# Men's Hair Loss > Non Surgical Hair Replacement >  Please help me with my hairloss foam or liquid dilemma  :(

## ohwell

I have been thinning on the top of my head for the past 4 years now and have also began to recede during the past year and half.

I originally used Regaine extra strength in Sep 2010 and actually got really good results. I carried on using this until summer 2011.

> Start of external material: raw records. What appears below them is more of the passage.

#[cfg(test)]
mod tests {
    use super::*;
    use crate::database::store::MockSessionStore;
    use crate::database::MemoryStore;
    use crate::dto::test_dto::{CreateQuestion, CreateTestPayload};
    use crate::models::question::{QuestionOption, QuestionType};
    use crate::models::result::Grade;
    use crate::models::test::{Test, TestType};
    use serde_json::json;

    struct Fixture {
        sessions: SessionService,
        test: Test,
    }

    async fn fixture(total_marks: i32) -> Fixture {
        let store = Arc::new(MemoryStore::new());
        let tests = TestService::new(store.clone());
        let test = tests
            .create_test(two_question_test(total_marks), None)
            .await
            .unwrap();
        Fixture {
            sessions: SessionService::new(store, tests),
            test,
        }
    }

    fn two_question_test(total_marks: i32) -> CreateTestPayload {
        let q = |text: &str, right: &str, wrong: &str| CreateQuestion {
            question_id: None,
            question_text: text.to_string(),
            question_type: QuestionType::Mcq,
            options: vec![
                QuestionOption { option_text: right.into(), is_correct: true },
                QuestionOption { option_text: wrong.into(), is_correct: false },
            ],
            marks: 50,
        };
        CreateTestPayload {
            title: "Concentration".into(),
            description: "Two item check".into(),
            test_type: TestType::Concentration,
            difficulty: None,
            duration: 5,
            passing_score: 60.0,
            total_marks,
            questions: vec![q("q1", "A", "B"), q("q2", "Y", "X")],
            is_published: Some(true),
        }
    }

    async fn started(f: &Fixture) -> TestSession {
        let session = f
            .sessions
            .create(CreateSessionRequest {
                candidate_id: Uuid::new_v4(),
                test_id: f.test.id,
            })
            .await
            .unwrap();
        f.sessions.start(session.id).await.unwrap()
    }

    fn answer(question_id: Uuid, value: &str) -> SubmitAnswerRequest {
        SubmitAnswerRequest {
            question_id,
            answer: json!(value),
            time_taken: None,
        }
    }

    #[tokio::test]
    async fn create_schedules_with_code() {
        let f = fixture(100).await;
        let session = f
            .sessions
            .create(CreateSessionRequest {
                candidate_id: Uuid::new_v4(),
                test_id: f.test.id,
            })
            .await
            .unwrap();
        assert_eq!(session.status, SessionStatus::Scheduled);
        assert!(session.session_code.starts_with("SES-"));
        assert!(session.answers.is_empty());
        assert!(session.score.is_none());
    }

    #[tokio::test]
    async fn create_for_unknown_test_is_not_found() {
        let f = fixture(100).await;
        let err = f
            .sessions
            .create(CreateSessionRequest {
                candidate_id: Uuid::new_v4(),
                test_id: Uuid::new_v4(),
            })
            .await
            .unwrap_err();
        assert!(matches!(err, Error::NotFound(_)));
    }

    #[tokio::test]
    async fn start_twice_is_invalid_transition() {
        let f = fixture(100).await;
        let session = started(&f).await;
        assert_eq!(session.status, SessionStatus::InProgress);
        assert!(session.started_at.is_some());

        let err = f.sessions.start(session.id).await.unwrap_err();
        assert!(matches!(err, Error::InvalidTransition(msg) if msg == "Session cannot be started"));
    }

    #[tokio::test]
    async fn answer_before_start_is_refused() {
        let f = fixture(100).await;
        let session = f
            .sessions
            .create(CreateSessionRequest {
                candidate_id: Uuid::new_v4(),
                test_id: f.test.id,
            })
            .await
            .unwrap();
        let qid = f.test.questions[0].question_id;
        let err = f.sessions.submit_answer(session.id, answer(qid, "A")).await.unwrap_err();
        assert!(matches!(err, Error::InvalidTransition(msg) if msg == "Session not in progress"));
    }

    #[tokio::test]
    async fn unknown_question_is_not_found() {
        let f = fixture(100).await;
        let session = started(&f).await;
        let err = f
            .sessions
            .submit_answer(session.id, answer(Uuid::new_v4(), "A"))
            .await
            .unwrap_err();
        assert!(matches!(err, Error::NotFound(msg) if msg == "Question not found"));
    }

    #[tokio::test]
    async fn one_right_one_wrong_scores_half() {
        let f = fixture(100).await;
        let session = started(&f).await;
        let (q1, q2) = (f.test.questions[0].question_id, f.test.questions[1].question_id);

        f.sessions.submit_answer(session.id, answer(q1, "A")).await.unwrap();
        let mut req = answer(q2, "X");
        req.time_taken = Some(12);
        let after = f.sessions.submit_answer(session.id, req).await.unwrap();
        assert_eq!(after.answers[1].time_taken, 12);
        assert_eq!(after.answers[0].time_taken, 0);

        let done = f.sessions.submit(session.id).await.unwrap();
        assert_eq!(done.status, SessionStatus::Completed);
        assert!(done.completed_at.is_some());
        let score = done.score.unwrap();
        assert_eq!(score.correct, 1);
        assert_eq!(score.incorrect, 1);
        assert_eq!(score.obtained_marks, 50);
        assert_eq!(score.percentage, 50.0);
        assert_eq!(GradingService::grade_for(score.percentage), Grade::D);
        assert!(!GradingService::passed(score.percentage, f.test.passing_score));
    }

    #[tokio::test]
    async fn all_right_scores_full() {
        let f = fixture(100).await;
        let session = started(&f).await;
        let (q1, q2) = (f.test.questions[0].question_id, f.test.questions[1].question_id);
        f.sessions.submit_answer(session.id, answer(q1, "A")).await.unwrap();
        f.sessions.submit_answer(session.id, answer(q2, "Y")).await.unwrap();

        let score = f.sessions.submit(session.id).await.unwrap().score.unwrap();
        assert_eq!(score.obtained_marks, 100);
        assert_eq!(score.percentage, 100.0);
        assert_eq!(GradingService::grade_for(score.percentage), Grade::APlus);
    }

    #[tokio::test]
    async fn resubmitted_answers_are_appended() {
        let f = fixture(100).await;
        let session = started(&f).await;
        let q1 = f.test.questions[0].question_id;
        f.sessions.submit_answer(session.id, answer(q1, "A")).await.unwrap();
        f.sessions.submit_answer(session.id, answer(q1, "A")).await.unwrap();

        let score = f.sessions.submit(session.id).await.unwrap().score.unwrap();
        assert_eq!(score.attempted, 2);
        assert_eq!(score.obtained_marks, 100);
    }

    #[tokio::test]
    async fn submit_twice_is_already_completed() {
        let f = fixture(100).await;
        let session = started(&f).await;
        f.sessions.submit(session.id).await.unwrap();
        let err = f.sessions.submit(session.id).await.unwrap_err();
        assert!(matches!(err, Error::AlreadyCompleted(_)));

        let qid = f.test.questions[0].question_id;
        let err = f.sessions.submit_answer(session.id, answer(qid, "A")).await.unwrap_err();
        assert!(matches!(err, Error::InvalidTransition(_)));
    }

    #[tokio::test]
    async fn never_started_session_can_be_submitted() {
        let f = fixture(100).await;
        let session = f
            .sessions
            .create(CreateSessionRequest {
                candidate_id: Uuid::new_v4(),
                test_id: f.test.id,
            })
            .await
            .unwrap();
        let done = f.sessions.submit(session.id).await.unwrap();
        assert_eq!(done.status, SessionStatus::Completed);
        assert!(done.started_at.is_none());
        let score = done.score.unwrap();
        assert_eq!(score.attempted, 0);
        assert_eq!(score.percentage, 0.0);
    }

    #[tokio::test]
    async fn zero_total_marks_gives_non_finite_percentage() {
        let f = fixture(0).await;
        let session = started(&f).await;
        let nan = f.sessions.submit(session.id).await.unwrap().score.unwrap();
        assert!(nan.percentage.is_nan());

        let other = started(&f).await;
        let q1 = f.test.questions[0].question_id;
        f.sessions.submit_answer(other.id, answer(q1, "A")).await.unwrap();
        let inf = f.sessions.submit(other.id).await.unwrap().score.unwrap();
        assert_eq!(inf.percentage, f64::INFINITY);
    }

    #[tokio::test]
    async fn missing_session_is_not_found() {
        let f = fixture(100).await;
        for err in [
            f.sessions.get(Uuid::new_v4()).await.unwrap_err(),
            f.sessions.start(Uuid::new_v4()).await.unwrap_err(),
            f.sessions.submit(Uuid::new_v4()).await.unwrap_err(),
        ] {
            assert!(matches!(err, Error::NotFound(msg) if msg == "Session not found"));
        }
    }

    #[tokio::test]
    async fn lost_submit_race_reports_already_completed() {
        let f = fixture(100).await;
        let test_id = f.test.id;
        let session_id = Uuid::new_v4();
        let now = Utc::now();
        let in_progress = TestSession {
            id: session_id,
            session_code: "SES-TEST-AAAAAA".into(),
            candidate_id: Uuid::new_v4(),
            test_id,
            status: SessionStatus::InProgress,
            started_at: Some(now),
            completed_at: None,
            answers: Vec::new(),
            score: None,
            created_at: now,
            updated_at: now,
        };
        let mut completed = in_progress.clone();
        completed.status = SessionStatus::Completed;

        let mut mock = MockSessionStore::new();
        let mut reads = vec![completed, in_progress];
        mock.expect_find_session()
            .times(2)
            .returning(move |_| Ok(reads.pop()));
        mock.expect_save_transition()
            .withf(|_, expected| *expected == SessionStatus::InProgress)
            .times(1)
            .returning(|_, _| Ok(None));

        let sessions = SessionService::new(Arc::new(mock), f.sessions.tests.clone());
        let err = sessions.submit(session_id).await.unwrap_err();
        assert!(matches!(err, Error::AlreadyCompleted(_)));
    }

    #[tokio::test]
    async fn answer_landing_mid_submit_is_not_overwritten() {
        let f = fixture(100).await;
        let now = Utc::now();
        let stale = TestSession {
            id: Uuid::new_v4(),
            session_code: "SES-TEST-CCCCCC".into(),
            candidate_id: Uuid::new_v4(),
            test_id: f.test.id,
            status: SessionStatus::InProgress,
            started_at: Some(now),
            completed_at: None,
            answers: Vec::new(),
            score: None,
            created_at: now,
            updated_at: now,
        };
        let mut grown = stale.clone();
        grown.answers.push(Answer {
            question_id: f.test.questions[0].question_id,
            selected_answer: json!("A"),
            is_correct: true,
            time_taken: 0,
            score: 50,
        });

        let mut mock = MockSessionStore::new();
        let mut reads = vec![grown, stale];
        mock.expect_find_session()
            .times(2)
            .returning(move |_| Ok(reads.pop()));
        mock.expect_save_transition()
            .withf(|s, expected| *expected == SessionStatus::InProgress && s.answers.is_empty())
            .times(1)
            .returning(|_, _| Ok(None));

        let sessions = SessionService::new(Arc::new(mock), f.sessions.tests.clone());
        let err = sessions.submit(Uuid::new_v4()).await.unwrap_err();
        assert!(
            matches!(err, Error::InvalidTransition(msg) if msg == "Session answers changed during submission")
        );
    }

    #[tokio::test]
    async fn lost_start_race_is_invalid_transition() {
        let f = fixture(100).await;
        let now = Utc::now();
        let scheduled = TestSession {
            id: Uuid::new_v4(),
            session_code: "SES-TEST-BBBBBB".into(),
            candidate_id: Uuid::new_v4(),
            test_id: f.test.id,
            status: SessionStatus::Scheduled,
            started_at: None,
            completed_at: None,
            answers: Vec::new(),
            score: None,
            created_at: now,
            updated_at: now,
        };

        let mut mock = MockSessionStore::new();
        mock.expect_find_session()
            .returning(move |_| Ok(Some(scheduled.clone())));
        mock.expect_save_transition().returning(|_, _| Ok(None));

        let sessions = SessionService::new(Arc::new(mock), f.sessions.tests.clone());
        let err = sessions.start(Uuid::new_v4()).await.unwrap_err();
        assert!(matches!(err, Error::InvalidTransition(_)));
    }

    #[tokio::test]
    async fn taken_codes_are_regenerated() {
        let f = fixture(100).await;
        let mut mock = MockSessionStore::new();
        let mut taken = 2;
        mock.expect_session_code_exists().times(3).returning(move |_| {
            taken -= 1;
            Ok(taken >= 0)
        });
        mock.expect_insert_session().returning(|s| Ok(s.clone()));

        let sessions = SessionService::new(Arc::new(mock), f.sessions.tests.clone());
        let session = sessions
            .create(CreateSessionRequest {
                candidate_id: Uuid::new_v4(),
                test_id: f.test.id,
            })
            .await
            .unwrap();
        assert!(session.session_code.starts_with("SES-"));
    }
}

I then stopped using any products which I regret know and used some regaine foam from around September/October untill January 2012. My hair continued to thin and in February earlier this year I went through a massive shedding phase which brought me down a lot.

I purchased some regaine solution again which I used religiously but then encountered severe dandruff and dermatitis on my scalp in the summer this year and I had no choice but to discontinue the solution. I was prescribed some Nozaril shampoo but I honestly don't think this has helped me?

I have been applying regaine foam for the past 5 weeks now and I feel as if I have not made any progress at all, and I am thinking of moving back to the solution.
I like to keep my hair >1 inch long but the scalp is very visible now and is knocking me down and my confidence.

I would really like advice on a) should I continue using the foam? I have noticed I am losing a much less quantity of hair but no regrowth at all. b) should I move to the solution as I have had success before?
I know the foam doesn't contain the carrier which is the route problem for the dandruff and dermatitis but I do not know how effective it actually is?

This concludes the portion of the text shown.